Troisième aventure au cinéma pour cette franchise remuante qu’est Alvin et les Chipmunks. Cette fois-ci, on quitte la tristesse grisâtre du centre-ville pour filer en croisière pour de l’exotisme assuré !

 

Affiche du film Alvin et les Chipmunks 3, de Mike Mitchell
Affiche du film Alvin et les Chipmunks 3, de Mike Mitchell

 

En vacances sur un bateau de croisière, Alvin, Simon, Théodore et les Chipettes font les 400 coups. Mais leurs bêtises vont les faire échouer tous les six sur une île paradisiaque, à première vue déserte. Pendant que Dave essaie désespérément de les retrouver, une autre naufragée, Zoé, bien plus audacieuse et givrée que les Chipmunks, va les entrainer dans leur première grande aventure : un nouveau territoire, de nouveaux défis et de grosses frayeurs vont révéler les vrais caractères de nos chanteurs hors pairs préférés.

 

 

Le premier opus d’Alvin et les Chipmunks avait un charme fou. On se prenait d’affection pour ces écureuils, qui se retrouvent par hasard à devenir des animaux domestiques pas comme les autres. Ils étaient trois au départ : Alvin, le leader casse-cou et un brin chambreur, Simon l’intello à lunette, et Theodore, le petit mignon tout gros tout plein. Forcément, le trio amuse, touche, et surtout fait danser. Car leurs petites forces, c’est d’être de véritables mélomanes, capables d’improviser sur tout et n’importe quoi. Il y a donc une suite directe au premier épisode, où le méchant Ian voulait absolument en faire des stars commerciale, au détriment de l’être humain, et où vont apparaître nos chipettes, les équivalents féminins à nos écureuils chantants, histoire de ne pas faire de jaloux.

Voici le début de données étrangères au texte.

//! Wire frames for the antenna controller's transceiver interface.
//!
//! Status query: `?A\r`. Status reply: 11 raw bytes. Command: `@A`, a
//! big-endian frequency in tens of hertz, a reserved byte, direction,
//! opcode, a trailing zero and CR.

use crate::error::{Error, Result};

pub const STATUS_QUERY: &[u8; 3] = b"?A\r";
pub const STATUS_LEN: usize = 11;
pub const COMMAND_LEN: usize = 11;

const COMMAND_TAG: &[u8; 2] = b"@A";
const DIRECTION_MASK: u8 = 0xE0;

/// On-wire frequency unit is 10 Hz.
const FREQ_SCALE: u32 = 10;

#[derive(Debug, Clone, Copy, PartialEq, Eq)]
pub enum Direction {
    Normal,
    Reverse180,
    Bidirectional,
    /// Vertical antennas only.
    ThreeQuarterWave,
    /// `0xC0`. Decoded so it is not mistaken for Normal, but cannot be
    /// commanded: the companion pattern index byte is unverified.
    PatternSelect,
}

impl Direction {
    pub fn from_status_byte(b: u8) -> Self {
        match b & DIRECTION_MASK {
            0x80 => Direction::Bidirectional,
            0x40 => Direction::Reverse180,
            0x20 => Direction::ThreeQuarterWave,
            0xC0 => Direction::PatternSelect,
            _ => Direction::Normal,
        }
    }

    pub fn to_byte(self) -> u8 {
        match self {
            Direction::Normal => 0x00,
            Direction::ThreeQuarterWave => 0x20,
            Direction::Reverse180 => 0x40,
            Direction::Bidirectional => 0x80,
            Direction::PatternSelect => 0xC0,
        }
    }

    pub fn is_supported(self) -> bool {
        !matches!(self, Direction::PatternSelect)
    }

    pub fn label(self) -> &'static str {
        match self {
            Direction::Normal => "Normal",
            Direction::Reverse180 => "180 degrees",
            Direction::Bidirectional => "Bidirectional",
            Direction::ThreeQuarterWave => "3/4 Wave",
            Direction::PatternSelect => "Pattern select",
        }
    }
}

#[derive(Debug, Clone, Copy, PartialEq, Eq)]
pub enum Command {
    SetFrequencyAndDirection,
    AutotrackOn,
    AutotrackOff,
    Retract,
    Calibrate,
}

impl Command {
    pub fn opcode(self) -> u8 {
        match self {
            Command::SetFrequencyAndDirection => b'1',
            Command::AutotrackOn => b'R',
            Command::AutotrackOff => b'U',
            Command::Retract => b'S',
            Command::Calibrate => b'V',
        }
    }
}

#[derive(Debug, Clone, Copy, PartialEq, Eq)]
pub struct ControllerStatus {
    pub frequency_hz: u32,
    /// Opaque busy signal: only zero versus non-zero is meaningful.
    pub active_motors: u8,
    pub direction: Direction,
    pub interface_version: [u8; 2],
}

impl ControllerStatus {
    pub fn motors_idle(&self) -> bool {
        self.active_motors == 0
    }

    pub fn version(&self) -> String {
        String::from_utf8_lossy(&self.interface_version).into_owned()
    }
}

pub fn encode_status_query() -> [u8; 3] {
    *STATUS_QUERY
}

/// Build a command frame. The terminating CR is part of the frame so it
/// goes out in the same write.
pub fn encode_command(frequency_hz: u32, direction: Direction, command: Command) -> [u8; COMMAND_LEN] {
    // u32::MAX / 10 always fits in an i32
    let tens = (frequency_hz / FREQ_SCALE) as i32;
    let f = tens.to_be_bytes();
    [
        COMMAND_TAG[0],
        COMMAND_TAG[1],
        f[0],
        f[1],
        f[2],
        f[3],
        0x00,
        direction.to_byte(),
        command.opcode(),
        0x00,
        b'\r',
    ]
}

pub fn decode_status(buf: &[u8]) -> Result<ControllerStatus> {
    if buf.len() < STATUS_LEN {
        return Err(Error::ShortFrame {
            expected: STATUS_LEN,
            got: buf.len(),
        });
    }
    if buf.len() > STATUS_LEN {
        return Err(Error::MalformedFrame(format!(
            "status frame is {} bytes, expected {}",
            buf.len(),
            STATUS_LEN
        )));
    }

    let tens = i32::from_be_bytes([buf[2], buf[3], buf[4], buf[5]]);
    let frequency_hz = u32::try_from(tens)
        .ok()
        .and_then(|t| t.checked_mul(FREQ_SCALE))
        .ok_or_else(|| Error::MalformedFrame(format!("frequency field out of range: {tens}")))?;

    Ok(ControllerStatus {
        frequency_hz,
        active_motors: buf[6],
        direction: Direction::from_status_byte(buf[7]),
        interface_version: [buf[8], buf[9]],
    })
}

#[cfg(test)]
pub(crate) fn status_frame(frequency_hz: u32, active_motors: u8, direction: Direction) -> [u8; STATUS_LEN] {
    let f = ((frequency_hz / FREQ_SCALE) as i32).to_be_bytes();
    [
        0x00,
        0x00,
        f[0],
        f[1],
        f[2],
        f[3],
        active_motors,
        direction.to_byte(),
        b'1',
        b'6',
        b'\r',
    ]
}

#[cfg(test)]
mod tests {
    use super::*;

    #[test]
    fn status_query_bytes() {
        assert_eq!(&encode_status_query(), b"?A\r");
    }

    #[test]
    fn command_layout() {
        let f = encode_command(14_000_000, Direction::Reverse180, Command::SetFrequencyAndDirection);
        assert_eq!(f.len(), 11);
        assert_eq!(&f[..2], b"@A");
        assert_eq!(i32::from_be_bytes([f[2], f[3], f[4], f[5]]), 1_400_000);
        assert_eq!(f[6], 0x00);
        assert_eq!(f[7], 0x40);
        assert_eq!(f[8], b'1');
        assert_eq!(f[9], 0x00);
        assert_eq!(f[10], b'\r');
    }

    #[test]
    fn frequency_divided_by_ten_on_encode() {
        let f = encode_command(1_400_000, Direction::Normal, Command::AutotrackOn);
        assert_eq!(i32::from_be_bytes([f[2], f[3], f[4], f[5]]), 140_000);
        assert_eq!(f[8], b'R');
    }

    #[test]
    fn encode_truncates_sub_resolution_hertz() {
        let f = encode_command(14_074_009, Direction::Normal, Command::SetFrequencyAndDirection);
        assert_eq!(i32::from_be_bytes([f[2], f[3], f[4], f[5]]), 1_407_400);
    }

    #[test]
    fn frequency_multiplied_by_ten_on_decode() {
        let mut buf = [0u8; 11];
        buf[2..6].copy_from_slice(&140_000i32.to_be_bytes());
        let s = decode_status(&buf).unwrap();
        assert_eq!(s.frequency_hz, 1_400_000);

        buf[2..6].copy_from_slice(&1_400_000i32.to_be_bytes());
        assert_eq!(decode_status(&buf).unwrap().frequency_hz, 14_000_000);
    }

    #[test]
    fn direction_decode_table() {
        let cases = [
            (0x80, Direction::Bidirectional),
            (0x40, Direction::Reverse180),
            (0x20, Direction::ThreeQuarterWave),
            (0x00, Direction::Normal),
            (0x1F, Direction::Normal),
        ];
        for (byte, want) in cases {
            assert_eq!(Direction::from_status_byte(byte), want, "byte {byte:#04x}");
        }
    }

    #[test]
    fn direction_low_bits_ignored() {
        assert_eq!(Direction::from_status_byte(0x9F), Direction::Bidirectional);
        assert_eq!(Direction::from_status_byte(0x41), Direction::Reverse180);
    }

    #[test]
    fn pattern_select_is_not_normal() {
        let d = Direction::from_status_byte(0xC0);
        assert_eq!(d, Direction::PatternSelect);
        assert!(!d.is_supported());
    }

    #[test]
    fn command_frame_decodes_as_status() {
        for dir in [
            Direction::Normal,
            Direction::Reverse180,
            Direction::Bidirectional,
            Direction::ThreeQuarterWave,
        ] {
            for hz in [1_800_000, 7_074_000, 28_500_010, 53_999_990] {
                let frame = encode_command(hz, dir, Command::SetFrequencyAndDirection);
                let s = decode_status(&frame).unwrap();
                assert_eq!(s.frequency_hz, hz);
                assert_eq!(s.direction, dir);
            }
        }
    }

    #[test]
    fn decode_full_status() {
        let s = decode_status(&status_frame(21_250_000, 0x05, Direction::Bidirectional)).unwrap();
        assert_eq!(s.frequency_hz, 21_250_000);
        assert_eq!(s.active_motors, 5);
        assert!(!s.motors_idle());
        assert_eq!(s.direction, Direction::Bidirectional);
        assert_eq!(s.version(), "16");
    }

    #[test]
    fn short_buffer_is_rejected() {
        let err = decode_status(&[0u8; 7]).unwrap_err();
        assert!(matches!(err, Error::ShortFrame { expected: 11, got: 7 }));
    }

    #[test]
    fn negative_frequency_is_malformed() {
        let mut buf = [0u8; 11];
        buf[2..6].copy_from_slice(&(-5i32).to_be_bytes());
        assert!(matches!(decode_status(&buf), Err(Error::MalformedFrame(_))));
    }

    #[test]
    fn oversized_buffer_is_malformed() {
        assert!(matches!(decode_status(&[0u8; 12]), Err(Error::MalformedFrame(_))));
    }

    #[test]
    fn opcodes() {
        let ops: Vec<u8> = [
            Command::SetFrequencyAndDirection,
            Command::AutotrackOn,
            Command::AutotrackOff,
            Command::Retract,
            Command::Calibrate,
        ]
        .iter()
        .map(|c| c.opcode())
        .collect();
        assert_eq!(ops, b"1RUSV");
    }
}
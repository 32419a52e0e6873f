use std::net::SocketAddr;
use std::time::Duration;

use clap::{Args, Parser, Subcommand, ValueEnum};
use tracing::Level;

use crate::config::{FlowControlFlags, Parity, RelayConfig, SerialLinkConfig, StopBits};
use crate::frame::Direction;

#[derive(Parser, Debug, Clone)]
#[command(
    name = "steppir-relay",
    about = "SteppIR antenna controller driver and CAT relay"
)]
pub struct Cli {
    #[command(flatten)]
    pub ser: SerialOpts,
    /// More logging (-v debug, -vv trace)
    #[arg(short, long, action = clap::ArgAction::Count)]
    pub verbose: u8,
    /// Only log warnings and errors
    #[arg(short, long, default_value_t = false)]
    pub quiet: bool,
    #[command(subcommand)]
    pub cmd: Cmd,
}

impl Cli {
    pub fn log_level(&self) -> Level {
        if self.quiet {
            return Level::WARN;
        }
        match self.verbose {
            0 => Level::INFO,
            1 => Level::DEBUG,
            _ => Level::TRACE,
        }
    }
}

#[derive(Subcommand, Debug, Clone)]
pub enum Cmd {
    /// Show frequency, direction, motor activity and interface version
    Status,
    /// Read the frequency, or tune to HZ
    Freq { hz: Option<u32> },
    /// Tune by a signed offset in Hz (e.g. 10000, -100000)
    Step {
        #[arg(allow_negative_numbers = true)]
        delta_hz: i64,
    },
    /// Jump to the bottom of the next band up or down
    Band { way: BandStep },
    /// Set the antenna direction
    Dir { direction: DirArg },
    /// Turn serial frequency tracking on or off
    Autotrack { state: Toggle },
    /// Retract the elements into their hubs
    Retract,
    /// Calibrate the antenna to the controller
    Calibrate,
    /// Relay the radio's CAT port to one client tool
    Relay(RelayOpts),
}

#[derive(Args, Debug, Clone)]
pub struct SerialOpts {
    /// Controller serial device path
    #[arg(long, default_value = "/dev/ttyUSB0")]
    pub dev: String,
    /// Baud rate (controller supports 1200..=19200)
    #[arg(long, default_value_t = 1200)]
    pub baud: u32,
    #[arg(long, default_value_t = 8)]
    pub data_bits: u8,
    #[arg(long, value_enum, default_value = "none")]
    pub parity: Parity,
    #[arg(long, value_enum, default_value = "1")]
    pub stop_bits: StopBits,
    #[arg(long, default_value_t = 2000)]
    pub read_timeout_ms: u64,
    #[arg(long, default_value_t = 2000)]
    pub write_timeout_ms: u64,
    /// Enable XON/XOFF
    #[arg(long, default_value_t = false)]
    pub xonxoff: bool,
    /// Enable RTS/CTS
    #[arg(long, default_value_t = false)]
    pub rtscts: bool,
}

impl SerialOpts {
    pub fn to_config(&self) -> SerialLinkConfig {
        SerialLinkConfig {
            port: self.dev.clone(),
            baud_rate: self.baud,
            byte_size: self.data_bits,
            parity: self.parity,
            stop_bits: self.stop_bits,
            read_timeout: Duration::from_millis(self.read_timeout_ms),
            write_timeout: Duration::from_millis(self.write_timeout_ms),
            flow_control: FlowControlFlags {
                xonxoff: self.xonxoff,
                rtscts: self.rtscts,
            },
        }
    }
}

#[derive(Args, Debug, Clone)]
pub struct RelayOpts {
    /// Radio CAT server, host:port
    #[arg(long)]
    pub radio: String,
    /// Address client tools connect to
    #[arg(long, default_value = "127.0.0.1:4533")]
    pub listen: SocketAddr,
    /// Tune the antenna to every new radio frequency
    #[arg(long, default_value_t = false)]
    pub sync: bool,
    /// Stop after this many seconds instead of on Enter / end of stdin
    #[arg(long)]
    pub duration_secs: Option<u64>,
    /// Read poll interval; bounds how long shutdown takes
    #[arg(long, default_value_t = 500)]
    pub poll_ms: u64,
    #[arg(long, default_value_t = 2000)]
    pub reconnect_ms: u64,
    #[arg(long, default_value_t = 3000)]
    pub connect_timeout_ms: u64,
}

impl RelayOpts {
    pub fn to_config(&self) -> RelayConfig {
        RelayConfig {
            poll_interval: Duration::from_millis(self.poll_ms),
            reconnect_delay: Duration::from_millis(self.reconnect_ms),
            connect_timeout: Duration::from_millis(self.connect_timeout_ms),
            ..RelayConfig::new(self.radio.clone(), self.listen)
        }
    }
}

#[derive(Debug, Clone, Copy, ValueEnum)]
pub enum BandStep {
    Up,
    Down,
}

#[derive(Debug, Clone, Copy, ValueEnum)]
pub enum Toggle {
    On,
    Off,
}

#[derive(Debug, Clone, Copy, ValueEnum)]
pub enum DirArg {
    Normal,
    #[value(alias = "180")]
    Reverse,
    #[value(alias = "bi")]
    Bidirectional,
    #[value(name = "three-quarter", alias = "3/4")]
    ThreeQuarter,
}

impl From<DirArg> for Direction {
    fn from(d: DirArg) -> Self {
        match d {
            DirArg::Normal => Direction::Normal,
            DirArg::Reverse => Direction::Reverse180,
            DirArg::Bidirectional => Direction::Bidirectional,
            DirArg::ThreeQuarter => Direction::ThreeQuarterWave,
        }
    }
}

pub fn mhz(hz: u64) -> String {
    format!("{:.3} MHz", hz as f64 / 1_000_000.0)
}
//! Amateur bands the controller is stepped through with band up/down.

#[derive(Debug, Clone, Copy, PartialEq, Eq)]
pub struct Band {
    pub name: &'static str,
    pub low_hz: u32,
    pub high_hz: u32,
}

pub const BANDS: &[Band] = &[
    Band { name: "40m", low_hz: 7_000_000, high_hz: 7_300_000 },
    Band { name: "30m", low_hz: 10_100_000, high_hz: 10_150_000 },
    Band { name: "20m", low_hz: 14_000_000, high_hz: 14_350_000 },
    Band { name: "17m", low_hz: 18_068_000, high_hz: 18_168_000 },
    Band { name: "15m", low_hz: 21_000_000, high_hz: 21_450_000 },
    Band { name: "12m", low_hz: 24_890_000, high_hz: 24_990_000 },
    Band { name: "10m", low_hz: 28_000_000, high_hz: 29_700_000 },
    Band { name: "6m", low_hz: 50_000_000, high_hz: 54_000_000 },
];

pub fn band_of(frequency_hz: u32) -> Option<&'static Band> {
    BANDS
        .iter()
        .find(|b| (b.low_hz..=b.high_hz).contains(&frequency_hz))
}

/// Bottom of the next band up. Anything at or below a band's top edge
/// counts as that band; 6m wraps to 40m. Above 6m nothing changes.
pub fn band_up(frequency_hz: u32) -> u32 {
    match BANDS.iter().position(|b| frequency_hz <= b.high_hz) {
        Some(i) => BANDS[(i + 1) % BANDS.len()].low_hz,
        None => frequency_hz,
    }
}

/// Bottom of the next band down, 40m wrapping to 6m. Below 40m nothing
/// changes.
pub fn band_down(frequency_hz: u32) -> u32 {
    match BANDS.iter().rposition(|b| frequency_hz >= b.low_hz) {
        Some(i) => BANDS[(i + BANDS.len() - 1) % BANDS.len()].low_hz,
        None => frequency_hz,
    }
}
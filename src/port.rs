use std::io::{self, Read, Write};
use std::time::Duration;

use serialport::SerialPort;
use tracing::trace;

use crate::config::SerialLinkConfig;
use crate::error::{Error, Result};

/// One open exchange with the controller. Dropping it closes the link.
pub trait Link: Read + Write + Send {}

impl<T: Read + Write + Send + ?Sized> Link for T {}

/// Opens a fresh link per transaction. The controller only tolerates one
/// client, so nothing holds a port between calls.
pub trait Connector: Send + Sync {
    fn open(&self) -> Result<Box<dyn Link>>;
}

pub struct SerialConnector {
    config: SerialLinkConfig,
}

impl SerialConnector {
    pub fn new(config: SerialLinkConfig) -> Result<Self> {
        Ok(Self {
            config: config.validate()?,
        })
    }
}

impl Connector for SerialConnector {
    fn open(&self) -> Result<Box<dyn Link>> {
        let c = &self.config;
        let port = serialport::new(&c.port, c.baud_rate)
            .timeout(c.read_timeout)
            .data_bits(c.data_bits())
            .parity(c.parity.into())
            .stop_bits(c.stop_bits.into())
            .flow_control(c.flow())
            .open()
            .map_err(|e| Error::LinkUnavailable {
                target: c.port.clone(),
                source: e.into(),
            })?;
        trace!(component = "driver", port = %c.port, baud = c.baud_rate, "serial link opened");
        Ok(Box::new(SerialLink {
            port,
            read_timeout: c.read_timeout,
            write_timeout: c.write_timeout,
        }))
    }
}

/// serialport keeps a single timeout; swap it for the direction in use.
struct SerialLink {
    port: Box<dyn SerialPort>,
    read_timeout: Duration,
    write_timeout: Duration,
}

impl SerialLink {
    fn use_timeout(&mut self, t: Duration) -> io::Result<()> {
        if self.port.timeout() != t {
            self.port.set_timeout(t).map_err(io::Error::from)?;
        }
        Ok(())
    }
}

impl Read for SerialLink {
    fn read(&mut self, buf: &mut [u8]) -> io::Result<usize> {
        self.use_timeout(self.read_timeout)?;
        self.port.read(buf)
    }
}

impl Write for SerialLink {
    fn write(&mut self, buf: &[u8]) -> io::Result<usize> {
        self.use_timeout(self.write_timeout)?;
        self.port.write(buf)
    }

    fn flush(&mut self) -> io::Result<()> {
        self.port.flush()
    }
}

/// Read exactly `buf.len()` bytes, or fail with `ShortFrame` on timeout or
/// end of stream. Other I/O errors pass through.
pub fn read_frame(link: &mut dyn Link, buf: &mut [u8]) -> Result<()> {
    let mut got = 0;
    while got < buf.len() {
        match link.read(&mut buf[got..]) {
            Ok(0) => break,
            Ok(n) => got += n,
            Err(e) if e.kind() == io::ErrorKind::Interrupted => continue,
            Err(e) if matches!(e.kind(), io::ErrorKind::TimedOut | io::ErrorKind::WouldBlock) => {
                break;
            }
            Err(e) => return Err(e.into()),
        }
    }
    if got < buf.len() {
        return Err(Error::ShortFrame {
            expected: buf.len(),
            got,
        });
    }
    Ok(())
}

#[cfg(test)]
mod tests {
    use super::*;
    use std::io::Cursor;

    struct Chunked {
        chunks: Vec<Vec<u8>>,
    }

    impl Read for Chunked {
        fn read(&mut self, buf: &mut [u8]) -> io::Result<usize> {
            if self.chunks.is_empty() {
                return Err(io::Error::new(io::ErrorKind::TimedOut, "timed out"));
            }
            let c = self.chunks.remove(0);
            buf[..c.len()].copy_from_slice(&c);
            Ok(c.len())
        }
    }

    impl Write for Chunked {
        fn write(&mut self, buf: &[u8]) -> io::Result<usize> {
            Ok(buf.len())
        }
        fn flush(&mut self) -> io::Result<()> {
            Ok(())
        }
    }

    #[test]
    fn read_frame_assembles_chunks() {
        let mut link = Chunked {
            chunks: vec![vec![1, 2, 3], vec![4, 5]],
        };
        let mut buf = [0u8; 5];
        read_frame(&mut link, &mut buf).unwrap();
        assert_eq!(buf, [1, 2, 3, 4, 5]);
    }

    #[test]
    fn read_frame_timeout_is_short_frame() {
        let mut link = Chunked {
            chunks: vec![vec![1, 2, 3]],
        };
        let mut buf = [0u8; 11];
        let err = read_frame(&mut link, &mut buf).unwrap_err();
        assert!(matches!(err, Error::ShortFrame { expected: 11, got: 3 }));
    }

    #[test]
    fn read_frame_eof_is_short_frame() {
        let mut link = Cursor::new(vec![9u8; 4]);
        let mut buf = [0u8; 11];
        assert!(matches!(
            read_frame(&mut link, &mut buf),
            Err(Error::ShortFrame { got: 4, .. })
        ));
    }

    #[test]
    fn serial_connector_rejects_invalid_config() {
        let cfg = SerialLinkConfig {
            baud_rate: 0,
            ..Default::default()
        };
        assert!(SerialConnector::new(cfg).is_err());
    }

    #[test]
    fn missing_device_is_link_unavailable() {
        let cfg = SerialLinkConfig {
            port: "/dev/does-not-exist-steppir".into(),
            ..Default::default()
        };
        let conn = SerialConnector::new(cfg).unwrap();
        assert!(matches!(conn.open(), Err(Error::LinkUnavailable { .. })));
    }
}
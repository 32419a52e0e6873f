use std::io::Write;
use std::net::{Shutdown, SocketAddr, TcpStream};
use std::sync::{Arc, Mutex, MutexGuard, PoisonError};

use tracing::{debug, warn};

use crate::error::{Error, Result};

#[derive(Clone)]
struct Peer {
    stream: Arc<TcpStream>,
    addr: Option<SocketAddr>,
}

/// Single-slot handle to the live connection on one side of the relay.
/// The owning loop installs and clears it; the other loop writes through
/// it. An empty slot is a normal state.
///
/// The lock only guards the handle. Writes happen outside it, so `close`
/// never waits behind a peer that stopped reading.
pub struct PeerSlot {
    name: &'static str,
    peer: Mutex<Option<Peer>>,
}

impl PeerSlot {
    pub fn new(name: &'static str) -> Self {
        Self {
            name,
            peer: Mutex::new(None),
        }
    }

    fn lock(&self) -> MutexGuard<'_, Option<Peer>> {
        self.peer.lock().unwrap_or_else(PoisonError::into_inner)
    }

    /// Install the write half of a new connection, replacing any previous
    /// one.
    pub fn install(&self, stream: TcpStream) {
        let addr = stream.peer_addr().ok();
        *self.lock() = Some(Peer {
            stream: Arc::new(stream),
            addr,
        });
    }

    pub fn clear(&self) {
        self.lock().take();
    }

    pub fn is_connected(&self) -> bool {
        self.lock().is_some()
    }

    pub fn peer_addr(&self) -> Option<SocketAddr> {
        self.lock().as_ref().and_then(|p| p.addr)
    }

    /// Write the whole chunk to the connected peer. A failed write may have
    /// left part of the chunk on the wire, so that connection is closed
    /// rather than fed any further.
    pub fn forward(&self, chunk: &[u8]) -> Result<()> {
        let peer = self.lock().clone().ok_or(Error::PeerUnavailable(self.name))?;
        if let Err(e) = (&*peer.stream).write_all(chunk) {
            warn!(component = self.name, addr = ?peer.addr, error = %e, "write failed, closing connection");
            self.evict(&peer);
            return Err(e.into());
        }
        Ok(())
    }

    /// Drop `peer` from the slot unless a newer connection replaced it.
    fn evict(&self, peer: &Peer) {
        {
            let mut guard = self.lock();
            if guard.as_ref().is_some_and(|p| Arc::ptr_eq(&p.stream, &peer.stream)) {
                guard.take();
            }
        }
        let _ = peer.stream.shutdown(Shutdown::Both);
    }

    /// Close both directions of the connection, waking its reader and any
    /// writer blocked on it.
    pub fn close(&self) {
        let taken = self.lock().take();
        if let Some(p) = taken {
            debug!(component = self.name, addr = ?p.addr, "closing connection");
            let _ = p.stream.shutdown(Shutdown::Both);
        }
    }
}
use std::sync::atomic::{AtomicU64, Ordering};
use std::time::Instant;

use tracing::info;

/// Counters shared by the uplink and downlink loops.
#[derive(Debug)]
pub struct RelayStats {
    bytes_up: AtomicU64,
    bytes_down: AtomicU64,
    dropped: AtomicU64,
    freq_reports: AtomicU64,
    reconnects: AtomicU64,
    clients: AtomicU64,
    t0: Instant,
}

#[derive(Debug, Clone, Copy, PartialEq, Eq, Default)]
pub struct StatsSnapshot {
    /// Client to radio.
    pub bytes_up: u64,
    /// Radio to client.
    pub bytes_down: u64,
    pub dropped: u64,
    pub freq_reports: u64,
    pub reconnects: u64,
    pub clients: u64,
}

impl RelayStats {
    pub fn new() -> Self {
        Self {
            bytes_up: AtomicU64::new(0),
            bytes_down: AtomicU64::new(0),
            dropped: AtomicU64::new(0),
            freq_reports: AtomicU64::new(0),
            reconnects: AtomicU64::new(0),
            clients: AtomicU64::new(0),
            t0: Instant::now(),
        }
    }
    pub fn add_up(&self, n: usize) {
        self.bytes_up.fetch_add(n as u64, Ordering::Relaxed);
    }
    pub fn add_down(&self, n: usize) {
        self.bytes_down.fetch_add(n as u64, Ordering::Relaxed);
    }
    pub fn inc_dropped(&self) {
        self.dropped.fetch_add(1, Ordering::Relaxed);
    }
    pub fn inc_freq_report(&self) {
        self.freq_reports.fetch_add(1, Ordering::Relaxed);
    }
    pub fn inc_reconnect(&self) {
        self.reconnects.fetch_add(1, Ordering::Relaxed);
    }
    pub fn inc_client(&self) {
        self.clients.fetch_add(1, Ordering::Relaxed);
    }

    pub fn snapshot(&self) -> StatsSnapshot {
        StatsSnapshot {
            bytes_up: self.bytes_up.load(Ordering::Relaxed),
            bytes_down: self.bytes_down.load(Ordering::Relaxed),
            dropped: self.dropped.load(Ordering::Relaxed),
            freq_reports: self.freq_reports.load(Ordering::Relaxed),
            reconnects: self.reconnects.load(Ordering::Relaxed),
            clients: self.clients.load(Ordering::Relaxed),
        }
    }

    pub fn log_summary(&self) {
        let s = self.snapshot();
        info!(
            component = "relay",
            up = s.bytes_up,
            down = s.bytes_down,
            dropped = s.dropped,
            freq_reports = s.freq_reports,
            reconnects = s.reconnects,
            clients = s.clients,
            secs = self.t0.elapsed().as_secs(),
            "relay stopped"
        );
    }
}

impl Default for RelayStats {
    fn default() -> Self {
        Self::new()
    }
}

#[cfg(test)]
mod tests {
    use super::*;

    #[test]
    fn counters_accumulate() {
        let s = RelayStats::new();
        s.add_up(10);
        s.add_up(5);
        s.add_down(3);
        s.inc_dropped();
        s.inc_client();
        let snap = s.snapshot();
        assert_eq!(snap.bytes_up, 15);
        assert_eq!(snap.bytes_down, 3);
        assert_eq!(snap.dropped, 1);
        assert_eq!(snap.clients, 1);
        assert_eq!(snap.reconnects, 0);
    }
}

Pour le troisième épisode, on retrouve tout ce beau monde. Les scénaristes (déjà responsables du deux… aïe) ont eu la bonne idée de faire voyager nos chipmunks. Pas de lieu géographique précis, l’action se passe juste sur un beau bateau de croisière, et ensuite sur une île. Et c’est Mike Mitchell (Shrek 4) qui s’y colle.

 

Extrait du film Alvin et les Chipmunks 3
Extrait du film Alvin et les Chipmunks 3

 

Un peu de piment, des gags en cascade, mais sur le fond, Alvin et les Chipmunks n’a pas plus d’originalité. Partir en vacances est le bon moyen de cacher des limites scénaristiques et des ficelles énormes. Pourtant quelques idées traversent le film : faire prendre des responsabilités à Alvin, transformer Simon en Simone le brave de la jungle. Pour le reste, pas franchement de changement. La fameuse critique du star-system (« si tu n’as pas signé Justin Bieber tu as raté ta vie ») est gâchée par un usage abusif d’une bande-son justement commerciale à base de Lady Gaga, LMFAO, Rihanna, et même la renaissance d’un Destiny’s Child. Et c’est là que l’on également tout l’écart de classe qu’il y a entre ce film et Happy Feet, autre film pour enfants qui fonctionne sur le même principe. Peut encore nous rester des clins d’œil toujours amusants, que ce soit ceux faits à d’autres films d’humains abandonnés sur une île (Seul au monde, L’île de Nim) ou encore au Seigneur des Anneaux et Titanic. La seule certitude : ce troisième opus n’aura pas le succès des deux premiers, et surtout les 360 millions de dollars du premier.

 

L’avis : Si Alvin et les Chipmunks 3 reste amusant et toujours mignon, il n’en demeure pas moins que la saga s’essouffle et montre quelques gros errements dans le scénario. Il est temps d’arrêter.